Russell Kanner is a great agent for buying and selling.  He, along with Dave Heine make the process a breeze.  I finally got my deed from my 12/2010 purchase in January 2012.  the Bahams registered the deed on 10/26/11.  If it werent for Russell and Dave, I would have been a nervous worry wart.


----------



## mariawolf (Jul 8, 2012)

My week 52 is always easy to rent--but they have also rented my week 1, 2 bedroom lockoff which is not the easiest time to rent right after the holidays== --the key is to rent it as early as possible because they rent them in the order they are listed.


----------



## alf26 (Jul 10, 2012)

*2 bedroom for sale*

[Buying/selling/renting are strictly prohibited in the TUG discussion forums. - DeniseM Moderator]


----------



## jarta (Jul 10, 2012)

Becoming a public sale thread?   Salty


----------



## alf26 (Jul 10, 2012)

*closing agent*



yumdrey said:


> That's what I tried to do for several years with my platinum westin kierland week.
> To be honest, getting week 25 through week 32 at Harborside was almost impossible at 8 months out, especially for larger than 1BR deluxe.
> That's why I bought two Harborside weeks, one week to use during spring break and the other to use during summer break.
> 
> ...



Would appreciate if you could advise name and number of closing agent, and cost including Bahamian firm.  How longer ago did you close. Thanks alf26


----------



## bjs525 (Jul 10, 2012)

We usually are available to travel last week of June and thanksgiven week. How would it work if we purchased second week in august.


----------



## bjs525 (Jul 10, 2012)

*Thank you for your responses*

I made some calls to a few real estate agents and request on line.  I can understand sale prices vary based on what they paid for them Why is there such a difference on maintenence fees.  tks


----------



## jarta (Jul 10, 2012)

bjs525 said:


> I made some calls to a few real estate agents and request on line.  I can understand sale prices vary based on what they paid for them Why is there such a difference on maintenence fees.  tks



Assessments change over time.  If the listing is old, the MF may be understated.  The current assessments for Harborside are posted in the TUG Starwood sticky about 2012 maintenance fees located (red lead-in) at the top of the Starwood Forum home page.
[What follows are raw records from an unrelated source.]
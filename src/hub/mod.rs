//! Dispatch hub: fan-out point between the decode loop and callback tasks.
//!
//! # Architecture
//!
//! ```text
//!                    ┌──────────── DispatchHub ────────────┐
//!   decode loop ───► │ connect   (welcome)   ──► on_connect   │
//!                    │ heartbeat (ping)      ──► on_heartbeat │
//!                    │ event     (other)     ──► on_event(s)  │
//!                    │ error     (reported)  ──► on_error     │
//!                    │ shutdown  (broadcast) ──► every task   │
//!                    └─────────────────────────────────────┘
//! ```
//!
//! # Delivery contract
//!
//! Every category slot is an unbuffered [`Slot`]: a routed frame is taken by
//! exactly one waiting consumer, and the decode loop waits until that happens.
//! Registering two callbacks on one category splits frames between them
//! rather than duplicating them. A category with no consumer drops frames.
//!
//! Shutdown is a [`CancellationToken`]: firing it wakes every waiting task at
//! once and it stays fired.

// Rust guideline compliant 2026-02

pub mod slot;

use tokio_util::sync::CancellationToken;

use crate::error::ClientError;
use crate::protocol::{Frame, FrameKind};

pub use slot::{Slot, SlotReceiver};

/// Per-client set of handoff slots plus the shutdown broadcast.
#[derive(Debug)]
pub struct DispatchHub {
    connect: Slot<Frame>,
    heartbeat: Slot<Frame>,
    event: Slot<Frame>,
    error: Slot<ClientError>,
    shutdown: CancellationToken,
}

impl Default for DispatchHub {
    fn default() -> Self {
        Self::new()
    }
}

impl DispatchHub {
    /// Create a hub with empty slots and an unfired shutdown signal.
    #[must_use]
    pub fn new() -> Self {
        Self {
            connect: Slot::new("connect"),
            heartbeat: Slot::new("heartbeat"),
            event: Slot::new("event"),
            error: Slot::new("error"),
            shutdown: CancellationToken::new(),
        }
    }

    /// Slot serving frames of `kind`.
    #[must_use]
    pub fn slot(&self, kind: FrameKind) -> &Slot<Frame> {
        match kind {
            FrameKind::ConnectAck => &self.connect,
            FrameKind::Liveness => &self.heartbeat,
            FrameKind::ChannelData => &self.event,
        }
    }

    /// Slot serving reported errors.
    #[must_use]
    pub fn errors(&self) -> &Slot<ClientError> {
        &self.error
    }

    /// Hand `frame` to a consumer of its category.
    ///
    /// Returns the frame back when the category has no consumer.
    pub async fn route(&self, frame: Frame) -> Result<(), Frame> {
        let slot = self.slot(frame.kind());
        log::debug!(
            "[Cable] Routing {:?} frame to {} slot",
            frame.frame_type(),
            slot.name()
        );
        slot.deliver(frame).await
    }

    /// Push an error onto the error-reporting path.
    ///
    /// Without an error consumer the error is logged and dropped.
    pub async fn report(&self, error: ClientError) {
        if let Err(error) = self.error.deliver(error).await {
            log::warn!("[Cable] {}", error);
        }
    }

    /// Fire the shutdown broadcast. Returns `false` if it had already fired.
    pub fn shutdown(&self) -> bool {
        if self.shutdown.is_cancelled() {
            return false;
        }
        self.shutdown.cancel();
        true
    }

    /// Whether shutdown has fired.
    #[must_use]
    pub fn is_shut_down(&self) -> bool {
        self.shutdown.is_cancelled()
    }

    /// Clone of the shutdown token for tasks to await.
    #[must_use]
    pub fn shutdown_token(&self) -> CancellationToken {
        self.shutdown.clone()
    }
}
Also, on eBay anything goes.  Be careful!  Ask for a copy of an official Starwood "estoppel letter" (or whatever it is called) about ownership per the resort records, size of unit, use period, amount and status of fees and fixed or float week.  Get it and read it before sending any money to the seller's agent.

Closings at Harborside cost more than most places because the papers are supposed to be drafted (or reviewed) and filed by an attorney.  Closings have been reported to take up to a year.  Title insurance is a must, IMO.  And, the levels of administration can make the process expensive (up to $2K depending on who you end up using) and frustrating.

During the closing period, make sure the seller makes a 12 month out home resort reservation you are happy with for the 1st year of use.  By the time you become an official owner, there may be nothing available when you want to go.

And, do not buy a timeshare you cannot use and/or afford to use.   Salty


----------



## alf26 (Jul 10, 2012)

*August timeshare*



bjs525 said:


> We usually are available to travel last week of June and thanksgiven week. How would it work if we purchased second week in august.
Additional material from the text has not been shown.